Your brand is much more than a logo or tagline. It’s everything your company stands for. It’s the quality of your products and services, the attitude of your employees, the altruism in the community and so much more. When your customers and the public at large see your logo or hear the name of your company, they get an image in their minds based on their personal experiences with your company. Good or bad, that image is your REAL brand, regardless of what your logo or tagline says.

So, you’ve spent money creating a logo and/or tagline to help portray and sell your products or services. What image did you hope to portray with it? Quality? High tech? Problem solvers? Whatever it is, you want to be sure that all your employees, systems, policies and procedures support that image.

That includes your communications. Whether it’s a letter, email, bill, phone call, advertisement or tweet, every communication needs to deliver the same brand image. Slapping a tagline on the page is not enough. Nor does it mean your communication should explain your tagline message. Instead, your communications must convey and exemplify the brand without contradicting it.

For example, you’re tagline might say you’re the helpful company, but it’s not very helpful if the rest of the communication presents an impossible task or creates more questions than it answers. Likewise, if a tagline claims the company is top-shelf quality, then the communication can’t look cheaply made. Even the photos, charts and other graphics you select can either represent or contradict your brand image. In fact, every speck of that communication is subject to brand identity.

Beyond the message itself, all of your communications should have a consistent look and feel for easy recognition. A company style guide is a great way to ensure brand consistency in your communications. It’s more than your typical Chicago Manual of Style, APA or MLA guides. Yes, you can adopt and follow one consistently. But your company style guide goes much farther than that.

A company style guide can include voice and tone rules; selected fonts and font sizes; margin requirements, rules for capitalization, bolding and italics; a color wheel for fonts and graphics; rules for imagery selections; headline and subhead writing guides, and more. It includes nitty gritty details like preferred spellings, such as e-mail vs. email, both of which are correct, but can be noticeable when not applied consistently. Your style guide should also include rules for consistent logo and tagline placement.

Make sure each employee or outside vendor who creates communications for your company has a copy of or access to your company style guide. And include brand review alongside legal review and subject matter experts with your approval process. Renegade communications can tear down the fabric of your carefully cultivated reputation. Don’t let anything out of those walls without a brand stamp of approval.

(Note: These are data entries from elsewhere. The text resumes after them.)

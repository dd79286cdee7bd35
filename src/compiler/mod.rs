//! # Rugo Compiler - Rugo to Go Source
//!
//! This module drives one complete compile: it preprocesses and parses the
//! main unit, loads every `require`d unit through a [`SourceResolver`],
//! registers `use`d and `import`ed modules, and hands the ordered units to
//! the code generator.
//!
//! ## Architecture
//!
//! ```text
//! Rugo Source → Preprocess → Parse → Walk → Registry → Go Codegen → Go Source
//! ```
//!
//! ## Usage
//!
//! ```ignore
//! use rugoc::compiler::{Compiler, CompileOptions};
//!
//! let compiler = Compiler::new(CompileOptions::default());
//! let output = compiler.compile("main.rg", "puts \"hello\"\n")?;
//! std::fs::write("main.go", &output.source)?;
//! ```

use crate::codegen::{builtin_names, BuildMode, CodeGenerator, CodeUnit, GenOptions, RuntimeInfo};
use crate::error::{Error, Result};
use crate::parser::{Parser, StatementKind, DEFAULT_MAX_DEPTH};
use crate::preprocess::Preprocessor;
use crate::registry::{
    load_bridge, BridgeCache, DeclSource, FsDeclSource, GoTypeClassifier, ModuleDescription,
    RegistryBuilder,
};
use serde::{Deserialize, Serialize};
use sha2::{Digest, Sha256};
use std::collections::{BTreeMap, BTreeSet, HashMap};
use std::path::{Path, PathBuf};
use std::sync::Arc;

/// Compilation options
#[derive(Debug, Clone, PartialEq, Eq, Serialize, Deserialize)]
#[serde(default)]
pub struct CompileOptions {
    /// What the generated `main` runs
    pub mode: BuildMode,
    /// Directories searched, in order, for `import`ed Go packages
    pub bridge_roots: Vec<PathBuf>,
    /// Emit a `// file:line` comment before each statement
    pub line_comments: bool,
    /// Maximum parse-tree depth before a syntax error
    pub max_nesting: usize,
}

impl Default for CompileOptions {
    fn default() -> Self {
        Self {
            mode: BuildMode::Program,
            bridge_roots: Vec::new(),
            line_comments: false,
            max_nesting: DEFAULT_MAX_DEPTH,
        }
    }
}

impl CompileOptions {
    /// Parse options from JSON; missing fields take their defaults
    pub fn from_json(text: &str) -> Result<Self> {
        let options: CompileOptions =
            serde_json::from_str(text).map_err(|e| Error::ConfigError(e.to_string()))?;
        options.validate()?;
        Ok(options)
    }

    fn validate(&self) -> Result<()> {
        if self.max_nesting == 0 {
            return Err(Error::ConfigError(
                "max_nesting must be at least 1".to_string(),
            ));
        }
        Ok(())
    }
}

/// Compilation result
#[derive(Debug, Clone, PartialEq, Eq)]
pub struct CompileOutput {
    /// Complete Go source of package `main`
    pub source: String,
    /// Go import paths, sorted
    pub imports: Vec<String>,
    /// Runtime sections embedded in `source`
    pub runtime: Vec<RuntimeInfo>,
    /// SHA-256 of `source`, lowercase hex
    pub digest: String,
}

/// Supplies the text of `require`d units
pub trait SourceResolver: Send + Sync {
    /// Source text for `path` exactly as written in the `require`
    fn resolve(&self, path: &str) -> anyhow::Result<String>;
}

impl<F> SourceResolver for F
where
    F: Fn(&str) -> anyhow::Result<String> + Send + Sync,
{
    fn resolve(&self, path: &str) -> anyhow::Result<String> {
        self(path)
    }
}

/// Resolves required paths relative to a directory
///
/// A path without an extension gets `.rg` appended.
#[derive(Debug, Clone)]
pub struct DirResolver {
    root: PathBuf,
}

impl DirResolver {
    pub fn new(root: impl Into<PathBuf>) -> Self {
        DirResolver { root: root.into() }
    }
}

impl SourceResolver for DirResolver {
    fn resolve(&self, path: &str) -> anyhow::Result<String> {
        let mut file = self.root.join(path);
        if file.extension().is_none() {
            file.set_extension("rg");
        }
        std::fs::read_to_string(&file).map_err(|e| anyhow::anyhow!("{}: {}", file.display(), e))
    }
}

/// Rugo to Go compiler
pub struct Compiler {
    options: CompileOptions,
    resolver: Option<Box<dyn SourceResolver>>,
    cache: Option<Arc<BridgeCache>>,
    decls: Option<Arc<dyn DeclSource>>,
}

impl Compiler {
    /// Create a new compiler with options
    pub fn new(options: CompileOptions) -> Self {
        Self {
            options,
            resolver: None,
            cache: None,
            decls: None,
        }
    }

    /// Supply required units through `resolver`
    pub fn with_resolver(mut self, resolver: impl SourceResolver + 'static) -> Self {
        self.resolver = Some(Box::new(resolver));
        self
    }

    /// Memoize bridge introspection through `cache`
    pub fn with_bridge_cache(mut self, cache: Arc<BridgeCache>) -> Self {
        self.cache = Some(cache);
        self
    }

    /// Read imported packages from `source` instead of the bridge roots
    pub fn with_decl_source(mut self, source: Arc<dyn DeclSource>) -> Self {
        self.decls = Some(source);
        self
    }

    pub fn options(&self) -> &CompileOptions {
        &self.options
    }

    /// Compile one source buffer, and everything it requires, to Go
    pub fn compile(&self, name: &str, source: &str) -> Result<CompileOutput> {
        self.options.validate()?;
        let decls = self.decl_source();
        let mut builder = RegistryBuilder::new();
        if let Some(cache) = &self.cache {
            builder = builder.with_cache(Arc::clone(cache));
        }

        let mut loader = Loader {
            compiler: self,
            parser: Parser::rugo(self.options.max_nesting)?,
            preprocessor: Preprocessor::new().with_callables(builtin_names()),
            decls: decls.as_ref(),
            builder,
            units: Vec::new(),
            loaded: HashMap::new(),
            stack: vec![name.to_string()],
            prefixes: BTreeSet::new(),
            required: BTreeSet::new(),
        };
        loader.load(name, source, None)?;

        let Loader { builder, units, .. } = loader;
        let registry = builder.finish();
        tracing::debug!(
            units = units.len(),
            functions = registry.len(),
            "registry finalized"
        );

        let options = GenOptions {
            mode: self.options.mode,
            line_comments: self.options.line_comments,
        };
        let generated = CodeGenerator::new(&units, &registry, options).generate()?;
        let digest = hex::encode(Sha256::digest(generated.source.as_bytes()));
        tracing::debug!(unit = name, digest = digest.as_str(), "compiled");

        Ok(CompileOutput {
            source: generated.source,
            imports: generated.imports,
            runtime: generated.runtime,
            digest,
        })
    }

    /// Introspect a Go package without compiling anything
    pub fn describe_bridge(&self, path: &str) -> Result<ModuleDescription> {
        let decls = self.decl_source();
        let classifier = GoTypeClassifier;
        let module = match &self.cache {
            Some(cache) => cache.load(path, decls.as_ref(), &classifier)?,
            None => Arc::new(load_bridge(path, decls.as_ref(), &classifier)?),
        };
        Ok(ModuleDescription::bridge(&module.package, &module))
    }

    fn decl_source(&self) -> Arc<dyn DeclSource> {
        match &self.decls {
            Some(source) => Arc::clone(source),
            None => Arc::new(FsDeclSource::new(self.options.bridge_roots.clone())),
        }
    }
}

/// Loads units depth-first so that each unit follows the units it requires
struct Loader<'c> {
    compiler: &'c Compiler,
    parser: Parser<'static>,
    preprocessor: Preprocessor,
    decls: &'c dyn DeclSource,
    builder: RegistryBuilder,
    units: Vec<CodeUnit>,
    /// Required path to unit index
    loaded: HashMap<String, usize>,
    /// Units currently being loaded, outermost first
    stack: Vec<String>,
    prefixes: BTreeSet<String>,
    /// Namespaces bound by `require` in any unit
    required: BTreeSet<String>,
}

impl<'c> Loader<'c> {
    fn load(&mut self, name: &str, source: &str, prefix: Option<String>) -> Result<usize> {
        let pre = self.preprocessor.process(source);
        let program = self.parser.parse(name, &pre.text, &pre.line_map, source)?;

        let mut requires = BTreeMap::new();
        for stmt in &program.statements {
            match &stmt.kind {
                StatementKind::Use { module } => {
                    if self.required.contains(module) {
                        return Err(namespace_in_use(name, stmt.start_line, module));
                    }
                    if !self.builder.use_module(module) {
                        return Err(Error::UnknownModule {
                            source_name: name.to_string(),
                            line: stmt.start_line,
                            module: module.clone(),
                        });
                    }
                }
                StatementKind::Import { path, alias } => {
                    let namespace = self
                        .builder
                        .import_bridge(path, alias.as_deref(), self.decls)?;
                    if self.required.contains(&namespace) {
                        return Err(namespace_in_use(name, stmt.start_line, &namespace));
                    }
                }
                StatementKind::Require { path, alias } => {
                    let namespace = match alias {
                        Some(alias) => alias.clone(),
                        None => unit_stem(path),
                    };
                    if self.builder.has_namespace(&namespace) {
                        return Err(namespace_in_use(name, stmt.start_line, &namespace));
                    }
                    let index = self.require(path)?;
                    if let Some(previous) = requires.insert(namespace.clone(), index) {
                        if previous != index {
                            return Err(namespace_in_use(name, stmt.start_line, &namespace));
                        }
                    }
                    self.required.insert(namespace);
                }
                _ => {}
            }
        }

        self.units.push(CodeUnit {
            program,
            prefix,
            requires,
        });
        Ok(self.units.len() - 1)
    }

    fn require(&mut self, path: &str) -> Result<usize> {
        if let Some(start) = self.stack.iter().position(|p| p == path) {
            let mut chain = self.stack[start..].to_vec();
            chain.push(path.to_string());
            return Err(Error::ResolveError {
                path: path.to_string(),
                message: format!("require cycle: {}", chain.join(" -> ")),
            });
        }
        if let Some(&index) = self.loaded.get(path) {
            return Ok(index);
        }

        let resolver = self
            .compiler
            .resolver
            .as_ref()
            .ok_or_else(|| Error::ResolveError {
                path: path.to_string(),
                message: "no source resolver configured".to_string(),
            })?;
        let text = resolver.resolve(path).map_err(|e| Error::ResolveError {
            path: path.to_string(),
            message: format!("{:#}", e),
        })?;

        let prefix = self.unique_prefix(path);
        tracing::debug!(path, prefix = prefix.as_str(), "requiring unit");
        self.stack.push(path.to_string());
        let index = self.load(path, &text, Some(prefix))?;
        self.stack.pop();
        self.loaded.insert(path.to_string(), index);
        Ok(index)
    }

    /// A Go-safe prefix derived from the file stem, unique within the compile
    fn unique_prefix(&mut self, path: &str) -> String {
        let base = unit_stem(path);
        let mut prefix = base.clone();
        let mut n = 1;
        while !self.prefixes.insert(prefix.clone()) {
            n += 1;
            prefix = format!("{}_{}", base, n);
        }
        prefix
    }
}

fn namespace_in_use(source_name: &str, line: usize, namespace: &str) -> Error {
    Error::compile(
        source_name,
        line,
        format!("namespace '{}' is already in use", namespace),
    )
}

/// File stem of a required path, made into a Rugo identifier
fn unit_stem(path: &str) -> String {
    let stem = Path::new(path)
        .file_stem()
        .map(|s| s.to_string_lossy().into_owned())
        .unwrap_or_default();
    let mut ident: String = stem
        .chars()
        .map(|c| if c.is_ascii_alphanumeric() { c } else { '_' })
        .collect();
    if !ident.starts_with(|c: char| c.is_ascii_alphabetic() || c == '_') {
        ident.insert(0, '_');
    }
    ident
}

If you have a company style guide, review it periodically and keep it up to date. If you don’t, maybe it’s time to create one. Just remember, brand isn’t always what you want it to be. It’s public perception. Communications can be the most consistent way to keep up appearances if everyone follows the same rules.

Jeanette Juryea is President of QubComm, your Corporate Communications department in the virtual Qubicle next door. Send an email to Jeanette@qubcomm.com for professional writing, editing and design services from award-winning writers. You can also ask about writer training, brand/style guide development, existing communications analysis and more.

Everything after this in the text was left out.